Question about a cancellation law

[icesalmon]

Homework Statement

if ba = bc and a is nonzero then b = c

The Attempt at a Solution

if a is nonzero I can multiply both sides by a^-1 to get
ba(a^-1) = bc(a^-1)
b(1) = bc(a^-1)
b = bc(a^-1)
not sure how to proceed, is the problem statement ba = bc supposed to be ab = ac ?

 

[DrOnline]

I am not familiar with this, but "similar threads" perhaps has some info for you:

ex: https://www.physicsforums.com/showthread.php?t=590003

 

[icesalmon]

i'll check it out, thanks a lot.

 

[Mentallic]

Homework Statement

if ba = bc and a is nonzero then b = c

No, that's not true at all. For example, take b=2, a=4, c=4. The equality holds, the criteria are met, yet b\neq c

What you're looking for is

If ba = bc and b is non-zero, then a = c.

EDIT: Sorry, I missed this part:

not sure how to proceed, is the problem statement ba = bc supposed to be ab = ac ?

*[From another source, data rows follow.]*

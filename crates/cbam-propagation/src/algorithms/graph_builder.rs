//! Propagation graph builder
//!
//! Turns chain links or `continue` edges into the arena graph consumed by
//! the traversal core.

use crate::domain::entities::{ChainLink, Edge, PropagationGraph};
use crate::domain::errors::{Fault, ValidationReason};

/// Build the graph of a chain. Links must be sorted by sequence order.
///
/// Members become nodes in sequence order, so arena index == position. An
/// edge joins consecutive members when the later one is flagged
/// `is_continue_edge`; the first member's flag is ignored.
pub fn build_chain_graph(links: &[ChainLink]) -> PropagationGraph {
    let mut graph = PropagationGraph::new();
    let mut previous = None;

    for link in links {
        graph.add_node(link.process_id);
        if let (Some(prev), true) = (previous, link.is_continue_edge) {
            graph.add_edge(prev, link.process_id);
        }
        previous = Some(link.process_id);
    }

    graph
}

/// Validate a `continue` edge and add it. Returns false for a duplicate.
pub fn add_continue_edge(graph: &mut PropagationGraph, edge: &Edge) -> Result<bool, Fault> {
    let (from, to) = edge.continue_endpoints()?;
    Ok(graph.add_edge(from, to))
}

/// Reject graphs over the configured size limits.
pub fn check_limits(
    graph: &PropagationGraph,
    max_nodes: usize,
    max_edges: usize,
) -> Result<(), Fault> {
    if graph.node_count() > max_nodes {
        return Err(ValidationReason::TooManyNodes {
            count: graph.node_count(),
            max: max_nodes,
        }
        .into());
    }
    if graph.edge_count > max_edges {
        return Err(ValidationReason::TooManyEdges {
            count: graph.edge_count,
            max: max_edges,
        }
        .into());
    }
    Ok(())
}

/// Build the graph of a set of `continue` edges, nodes in discovery order.
pub fn build_edge_graph(
    edges: &[Edge],
    max_nodes: usize,
    max_edges: usize,
) -> Result<PropagationGraph, Fault> {
    if edges.len() > max_edges {
        return Err(ValidationReason::TooManyEdges {
            count: edges.len(),
            max: max_edges,
        }
        .into());
    }

    let mut graph = PropagationGraph::new();
    for edge in edges {
        add_continue_edge(&mut graph, edge)?;
    }
    check_limits(&graph, max_nodes, max_edges)?;

    Ok(graph)
}
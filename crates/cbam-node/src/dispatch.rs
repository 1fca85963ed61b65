//! # Request Dispatch
//!
//! Runs one request through the handler and records its outcome in the
//! Prometheus registry.

use cbam_propagation::{
    EmissionRequest, EmissionResponsePayload, PropagationStep, RequestEnvelope, ResponseEnvelope,
};
use cbam_telemetry::{
    metric_inc, record_failure, HistogramTimer, ATTRIBUTIONS_CALCULATED, CHAIN_PROPAGATIONS,
    GRAPH_PROPAGATIONS, GRAPH_SIZE, PROPAGATION_STEPS,
};
use anyhow::Result;
use tracing::{debug, warn};

use crate::container::NodeContainer;

/// Handle one request end to end.
pub async fn dispatch(container: &NodeContainer, request: EmissionRequest) -> ResponseEnvelope {
    let operation = request.operation();
    let envelope = RequestEnvelope::new(request);
    debug!(correlation_id = %envelope.correlation_id, %operation, "Dispatching request");

    let timer = HistogramTimer::for_operation(operation.as_str());
    let response = container.handler.handle(envelope).await;
    timer.observe();

    record_outcome(&response);
    response
}

/// Dispatch, then persist the store whether or not the request succeeded.
///
/// A propagation that fails midway keeps its committed steps, so the
/// dataset file must see them too.
pub async fn dispatch_and_persist(
    container: &NodeContainer,
    request: EmissionRequest,
) -> Result<ResponseEnvelope> {
    let response = dispatch(container, request).await;
    if !response.success {
        warn!(
            correlation_id = %response.correlation_id,
            "Request failed, persisting any steps committed before the failure"
        );
    }
    container.persist()?;
    Ok(response)
}

/// Update counters from a response.
pub fn record_outcome(response: &ResponseEnvelope) {
    if let Some(error) = &response.error {
        record_failure(error.operation.as_str(), error.kind.as_str());
        return;
    }

    match &response.payload {
        Some(EmissionResponsePayload::Attribution(_)) => {
            metric_inc!(ATTRIBUTIONS_CALCULATED);
        }
        Some(EmissionResponsePayload::ChainPropagation(result)) => {
            metric_inc!(CHAIN_PROPAGATIONS);
            count_steps(&result.steps);
        }
        Some(EmissionResponsePayload::GraphPropagation(result)) => {
            metric_inc!(GRAPH_PROPAGATIONS);
            GRAPH_SIZE.observe(result.total_processes as f64);
            count_steps(&result.steps);
        }
        _ => {}
    }
}

fn count_steps(steps: &[PropagationStep]) {
    for step in steps {
        metric_inc!(PROPAGATION_STEPS, step.propagation_type.as_str());
    }
}
//! # CBAM Node
//!
//! Runs one emission accounting operation per invocation.
//!
//! ## Startup Sequence
//!
//! 1. Parse arguments (environment variables fill in missing flags)
//! 2. Initialize logging and metrics
//! 3. Seed the in-memory store from the dataset
//! 4. Dispatch the request, persisting the store even on failure
//! 5. Print the response envelope as JSON, then optionally metrics

use std::process::ExitCode;

use anyhow::{Context, Result};
use cbam_node::{dispatch_and_persist, Cli, NodeConfig, NodeContainer};
use cbam_telemetry::{gather_metrics, init_telemetry, TelemetryConfig};
use clap::Parser;
use tracing::info;

#[tokio::main]
async fn main() -> Result<ExitCode> {
    let cli = Cli::parse();

    let _telemetry =
        init_telemetry(&TelemetryConfig::from_env()).context("Failed to initialize telemetry")?;

    let config = NodeConfig::from_cli(&cli).context("Invalid configuration")?;
    let print_metrics = config.print_metrics;
    let container = NodeContainer::new(config)?;

    let request = cli.command.into_request();
    info!(operation = %request.operation(), "Running operation");
    let response = dispatch_and_persist(&container, request).await?;

    println!(
        "{}",
        serde_json::to_string_pretty(&response).context("Failed to encode response")?
    );

    if print_metrics {
        print!("{}", gather_metrics().context("Failed to gather metrics")?);
    }

    Ok(if response.success {
        ExitCode::SUCCESS
    } else {
        ExitCode::FAILURE
    })
}
//! Kahn's Topological Traversal
//!
//! O((V + E) log V). The ready set is a min-heap of arena indices, so among
//! nodes whose predecessors are all visited the lowest index (earliest
//! discovered) goes first. For a chain graph this is exactly sequence order.

use crate::domain::entities::{PropagationGraph, TraversalPlan};
use crate::domain::errors::Fault;
use crate::domain::value_objects::ProcessId;
use std::cmp::Reverse;
use std::collections::BinaryHeap;

/// Compute the visit order and topological levels of `graph`.
///
/// Fails with `Fault::Cycle` listing the processes that could never become
/// ready, sorted by id.
pub fn kahns_topological_order(graph: &PropagationGraph) -> Result<TraversalPlan, Fault> {
    let node_count = graph.node_count();
    if node_count == 0 {
        return Ok(TraversalPlan::default());
    }

    // 1. Working copy of in-degrees
    let mut in_degree = graph.in_degree.clone();

    // 2. Seed with zero in-degree nodes
    let mut ready: BinaryHeap<Reverse<usize>> = in_degree
        .iter()
        .enumerate()
        .filter(|(_, &degree)| degree == 0)
        .map(|(idx, _)| Reverse(idx))
        .collect();

    // 3. Pop lowest index, release successors
    let mut order = Vec::with_capacity(node_count);
    let mut level = vec![0usize; node_count];

    while let Some(Reverse(idx)) = ready.pop() {
        level[idx] = graph.predecessors[idx]
            .iter()
            .map(|&pred| level[pred] + 1)
            .max()
            .unwrap_or(0);
        order.push(idx);

        for &next in &graph.adjacency[idx] {
            let degree = &mut in_degree[next];
            *degree = degree.saturating_sub(1);
            if *degree == 0 {
                ready.push(Reverse(next));
            }
        }
    }

    // 4. Anything left unvisited sits on or behind a cycle
    if order.len() < node_count {
        let mut unresolved: Vec<ProcessId> = in_degree
            .iter()
            .enumerate()
            .filter(|(_, &degree)| degree > 0)
            .map(|(idx, _)| graph.nodes[idx])
            .collect();
        unresolved.sort();
        return Err(Fault::Cycle(unresolved));
    }

    let depth = level.iter().copied().max().map_or(0, |max| max + 1);
    let mut levels: Vec<Vec<usize>> = vec![Vec::new(); depth];
    for &idx in &order {
        levels[level[idx]].push(idx);
    }
    for group in &mut levels {
        group.sort_unstable();
    }

    Ok(TraversalPlan { order, levels })
}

Yes, that's what it should be instead.

 

[HallsofIvy]

You do not say what algebraic structure you are working in. In a "cancellation ring" such as the set of all integers, with ordinary addition and multiplication as operations, we do NOT have "multiplicative inverses" but the cancellation law is still true: if ab= ac and a is not the additive identity, 0, then b= c.

 

[icesalmon]

I'm not sure if this is correct, but I'm thinking it's a field since they didn't specify. My book was using this as an example of how to show that axioms that hold in real arithmetic may not hold in matrix arithmetic: "for example, consider the following two laws of real arithmetic: If ab = bc and a is nonzero then b = c. [ Cancellation Law ] "

 

[Michael Redei]

That so-called "cancellation law" doesn't hold for matrices. Just consider $a=\left(\begin{array}{cc} 1&0\\0&0 \end{array}\right)$ (which is nonzero), $b=\left(\begin{array}{cc} 0&1\\1&1 \end{array}\right)$ and $c=\left(\begin{array}{cc} 0&-1\\0&1 \end{array}\right)$.